**WORK ORDER**.
Below are the records; collect from them each line containing the string "missing".

**RAW DATA**.
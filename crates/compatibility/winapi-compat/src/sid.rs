//! 安全标识符（SID）
//!
//! In-memory layout:
//!
//! ```text
//! +0  Revision            u8
//! +1  SubAuthorityCount   u8
//! +2  IdentifierAuthority [u8; 6]   (big endian)
//! +8  SubAuthority        [u32; n]  (little endian)
//! ```

use std::cell::OnceCell;
use std::fmt;

use emu_core::{EmuError, GuestMemory, Result};
use serde::Serialize;

use crate::consts::*;

#[derive(Debug, Clone, PartialEq, Eq, Hash, Serialize)]
pub struct Sid {
    pub revision: u8,
    pub authority: [u8; 6],
    pub sub_authorities: Vec<u32>,
}

impl Sid {
    pub const REVISION: u8 = 1;
    /// Offset of `SubAuthorityCount`
    pub const SUB_AUTHORITY_COUNT_OFFSET: u64 = 1;
    /// Offset of the first `SubAuthority` entry
    pub const SUB_AUTHORITY_OFFSET: u64 = 8;
    /// Largest `SubAuthorityCount` the structure can carry
    pub const MAX_SUB_AUTHORITIES: usize = 15;

    pub fn new(authority: [u8; 6], sub_authorities: &[u32]) -> Self {
        Self {
            revision: Self::REVISION,
            authority,
            sub_authorities: sub_authorities.to_vec(),
        }
    }

    /// A SID under `SECURITY_NT_AUTHORITY`
    pub fn nt(sub_authorities: &[u32]) -> Self {
        Self::new(SECURITY_NT_AUTHORITY, sub_authorities)
    }

    /// Encoded size in bytes
    pub fn size(&self) -> usize {
        Self::SUB_AUTHORITY_OFFSET as usize + 4 * self.sub_authorities.len()
    }

    /// Offset of sub-authority `index`
    pub fn sub_authority_offset(index: usize) -> u64 {
        Self::SUB_AUTHORITY_OFFSET + 4 * index as u64
    }

    /// Identifier authority as a 48-bit number
    pub fn authority_value(&self) -> u64 {
        self.authority.iter().fold(0, |acc, b| (acc << 8) | *b as u64)
    }

    pub fn to_bytes(&self) -> Vec<u8> {
        let mut out = Vec::with_capacity(self.size());
        out.push(self.revision);
        out.push(self.sub_authorities.len() as u8);
        out.extend_from_slice(&self.authority);
        for sub in &self.sub_authorities {
            out.extend_from_slice(&sub.to_le_bytes());
        }
        out
    }

    /// Decode a SID stored in guest memory
    pub fn read_from(mem: &dyn GuestMemory, addr: u64) -> Result<Self> {
        let header = mem.read_bytes(addr, Self::SUB_AUTHORITY_OFFSET as usize)?;
        let count = header[1] as usize;
        if count > Self::MAX_SUB_AUTHORITIES {
            return Err(EmuError::InvalidConfig(format!(
                "SID at {addr:#x} claims {count} sub-authorities"
            )));
        }

        let mut authority = [0u8; 6];
        authority.copy_from_slice(&header[2..8]);
        let body = mem.read_bytes(addr + Self::SUB_AUTHORITY_OFFSET, 4 * count)?;
        let sub_authorities = body
            .chunks_exact(4)
            .map(|c| u32::from_le_bytes([c[0], c[1], c[2], c[3]]))
            .collect();

        Ok(Self {
            revision: header[0],
            authority,
            sub_authorities,
        })
    }
}

/// `S-1-5-32-544` form
impl fmt::Display for Sid {
    fn fmt(&self, f: &mut fmt::Formatter<'_>) -> fmt::Result {
        write!(f, "S-{}-{}", self.revision, self.authority_value())?;
        for sub in &self.sub_authorities {
            write!(f, "-{sub}")?;
        }
        Ok(())
    }
}

/// Built-in alias groups with a fixed, well-known SID
#[derive(Debug, Clone, Copy, PartialEq, Eq)]
pub enum WellKnown {
    Administrators,
    Users,
    Guests,
    PowerUsers,
}

impl WellKnown {
    pub const ALL: [WellKnown; 4] = [
        WellKnown::Administrators,
        WellKnown::Users,
        WellKnown::Guests,
        WellKnown::PowerUsers,
    ];

    pub fn rid(self) -> u32 {
        match self {
            WellKnown::Administrators => DOMAIN_ALIAS_RID_ADMINS,
            WellKnown::Users => DOMAIN_ALIAS_RID_USERS,
            WellKnown::Guests => DOMAIN_ALIAS_RID_GUESTS,
            WellKnown::PowerUsers => DOMAIN_ALIAS_RID_POWER_USERS,
        }
    }
}

/// Per-process cache of the well-known SIDs
///
/// Each SID is built on first request and frozen afterwards. Two processes
/// never share a cache.
#[derive(Debug, Default)]
pub struct WellKnownSids {
    admins: OnceCell<Sid>,
    users: OnceCell<Sid>,
    guests: OnceCell<Sid>,
    power_users: OnceCell<Sid>,
}

impl WellKnownSids {
    pub fn new() -> Self {
        Self::default()
    }

    pub fn get(&self, which: WellKnown) -> &Sid {
        let cell = match which {
            WellKnown::Administrators => &self.admins,
            WellKnown::Users => &self.users,
            WellKnown::Guests => &self.guests,
            WellKnown::PowerUsers => &self.power_users,
        };
        cell.get_or_init(|| {
            tracing::debug!("building well-known SID {:?}", which);
            Sid::nt(&[SECURITY_BUILTIN_DOMAIN_RID, which.rid()])
        })
    }

    /// Which well-known SID `sid` equals, compared by value
    pub fn classify(&self, sid: &Sid) -> Option<WellKnown> {
        WellKnown::ALL.into_iter().find(|w| self.get(*w) == sid)
    }

    /// Membership of the calling principal in `sid`
    ///
    /// Administrators and power users follow the configured privilege; users
    /// always match and guests never do. Any other SID is not modelled.
    pub fn check_membership(&self, sid: &Sid, privileged: bool) -> Result<bool> {
        match self.classify(sid) {
            Some(WellKnown::Administrators | WellKnown::PowerUsers) => Ok(privileged),
            Some(WellKnown::Users) => Ok(true),
            Some(WellKnown::Guests) => Ok(false),
            None => Err(EmuError::not_implemented(
                "advapi32",
                format!("token membership for {sid}"),
            )),
        }
    }
}

#[cfg(test)]
mod tests {
    use super::*;
    use emu_core::{Endian, GuestArch, SoftMemory};

    #[test]
    fn test_layout() {
        let sid = Sid::nt(&[0x20, 0x220]);
        assert_eq!(sid.size(), 16);
        assert_eq!(
            sid.to_bytes(),
            [1, 2, 0, 0, 0, 0, 0, 5, 0x20, 0, 0, 0, 0x20, 0x02, 0, 0]
        );
        assert_eq!(sid.to_string(), "S-1-5-32-544");
        assert_eq!(Sid::sub_authority_offset(1), 12);
    }

    #[test]
    fn test_read_back_from_memory() {
        let mut mem = SoftMemory::new(GuestArch::X86, Endian::Little);
        mem.map(0x1000, 0x1000, "heap").unwrap();
        let sid = Sid::new(SECURITY_MANDATORY_LABEL_AUTHORITY, &[SECURITY_MANDATORY_HIGH_RID]);
        mem.write(0x1000, &sid.to_bytes()).unwrap();
        assert_eq!(Sid::read_from(&mem, 0x1000).unwrap(), sid);
    }

    #[test]
    fn test_well_known_singletons() {
        let sids = WellKnownSids::new();
        let a = sids.get(WellKnown::Administrators).clone();
        let b = sids.get(WellKnown::Administrators);
        assert_eq!(&a, b);
        assert_eq!(sids.classify(&Sid::nt(&[0x20, 0x223])), Some(WellKnown::PowerUsers));

        // a fresh process rebuilds an equal value
        let other = WellKnownSids::new();
        assert_eq!(other.get(WellKnown::Administrators), &a);
    }

    #[test]
    fn test_membership_rules() {
        let sids = WellKnownSids::new();
        let admins = sids.get(WellKnown::Administrators).clone();
        assert!(sids.check_membership(&admins, true).unwrap());
        assert!(!sids.check_membership(&admins, false).unwrap());
        let users = sids.get(WellKnown::Users).clone();
        assert!(sids.check_membership(&users, false).unwrap());
        let guests = sids.get(WellKnown::Guests).clone();
        assert!(!sids.check_membership(&guests, true).unwrap());

        let everyone = Sid::new([0, 0, 0, 0, 0, 1], &[0]);
        assert!(sids.check_membership(&everyone, true).unwrap_err().is_not_implemented());
    }
}
//! 寄存器表（Register tables）
//!
//! Each ISA describes its register file as a flat table of named views onto
//! storage slots. Sub-registers and aliases are extra entries pointing at the
//! same slot with a different shift/width, so `al`, `ax`, `eax` and `rax`
//! all resolve to slot 0 on x86-64.

use emu_core::GuestArch;

pub mod arm;
pub mod arm64;
pub mod cortex_m;
pub mod mips;
pub mod x86;
pub mod x8664;

/// One named view onto a storage slot
#[derive(Debug, Clone, Copy, PartialEq, Eq)]
pub struct RegDef {
    pub name: &'static str,
    pub slot: u16,
    pub shift: u8,
    pub bits: u8,
    /// Writes clear the rest of the slot (x86-64 32-bit GPR writes)
    pub zero_extend: bool,
}

impl RegDef {
    /// A view covering a whole slot
    pub const fn full(name: &'static str, slot: u16, bits: u8) -> Self {
        Self {
            name,
            slot,
            shift: 0,
            bits,
            zero_extend: false,
        }
    }

    /// A partial view of a slot
    pub const fn sub(name: &'static str, slot: u16, shift: u8, bits: u8) -> Self {
        Self {
            name,
            slot,
            shift,
            bits,
            zero_extend: false,
        }
    }

    /// A low view whose writes zero the upper part of the slot
    pub const fn zx(name: &'static str, slot: u16, bits: u8) -> Self {
        Self {
            name,
            slot,
            shift: 0,
            bits,
            zero_extend: true,
        }
    }

    pub fn mask(&self) -> u64 {
        width_mask(self.bits as u32)
    }
}

/// Value mask for a field of `bits` bits
pub fn width_mask(bits: u32) -> u64 {
    if bits >= 64 {
        u64::MAX
    } else {
        (1u64 << bits) - 1
    }
}

/// Register file description of one ISA
#[derive(Debug)]
pub struct RegTable {
    pub arch: GuestArch,
    pub regs: &'static [RegDef],
    pub pc: &'static str,
    pub sp: &'static str,
    /// Implicit flags register, if the ISA has one
    pub flags: Option<&'static str>,
    /// Return-address register for register-linked ISAs
    pub link: Option<&'static str>,
}

impl RegTable {
    pub fn find(&self, name: &str) -> Option<(usize, &RegDef)> {
        self.regs.iter().enumerate().find(|(_, r)| r.name == name)
    }

    /// Number of storage slots the table addresses
    pub fn slot_count(&self) -> usize {
        self.regs.iter().map(|r| r.slot as usize + 1).max().unwrap_or(0)
    }
}

/// Register table of `arch`
pub fn reg_table(arch: GuestArch) -> &'static RegTable {
    match arch {
        GuestArch::X86 => &x86::TABLE,
        GuestArch::X8664 => &x8664::TABLE,
        GuestArch::Arm => &arm::TABLE,
        GuestArch::Arm64 => &arm64::TABLE,
        GuestArch::CortexM => &cortex_m::TABLE,
        GuestArch::Mips => &mips::TABLE,
    }
}

#[cfg(test)]
mod tests {
    use super::*;
    use std::collections::HashSet;

    #[test]
    fn test_tables_are_consistent() {
        for &arch in GuestArch::all() {
            let table = reg_table(arch);
            assert_eq!(table.arch, arch);

            let mut seen = HashSet::new();
            for reg in table.regs {
                assert!(seen.insert(reg.name), "{arch}: duplicate register {}", reg.name);
                assert!(reg.shift as u32 + reg.bits as u32 <= 64);
            }
            assert!(table.find(table.pc).is_some(), "{arch}: pc missing");
            assert!(table.find(table.sp).is_some(), "{arch}: sp missing");
            if let Some(flags) = table.flags {
                assert!(table.find(flags).is_some());
            }
            if let Some(link) = table.link {
                assert!(table.find(link).is_some());
            }
        }
    }

    #[test]
    fn test_width_mask() {
        assert_eq!(width_mask(8), 0xff);
        assert_eq!(width_mask(64), u64::MAX);
    }
}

**SOLUTION FOR THIS TASK**.
            assert!(table.find(table.pc).is_some(), "{arch}: pc missing");
            assert!(table.find(table.sp).is_some(), "{arch}: sp missing");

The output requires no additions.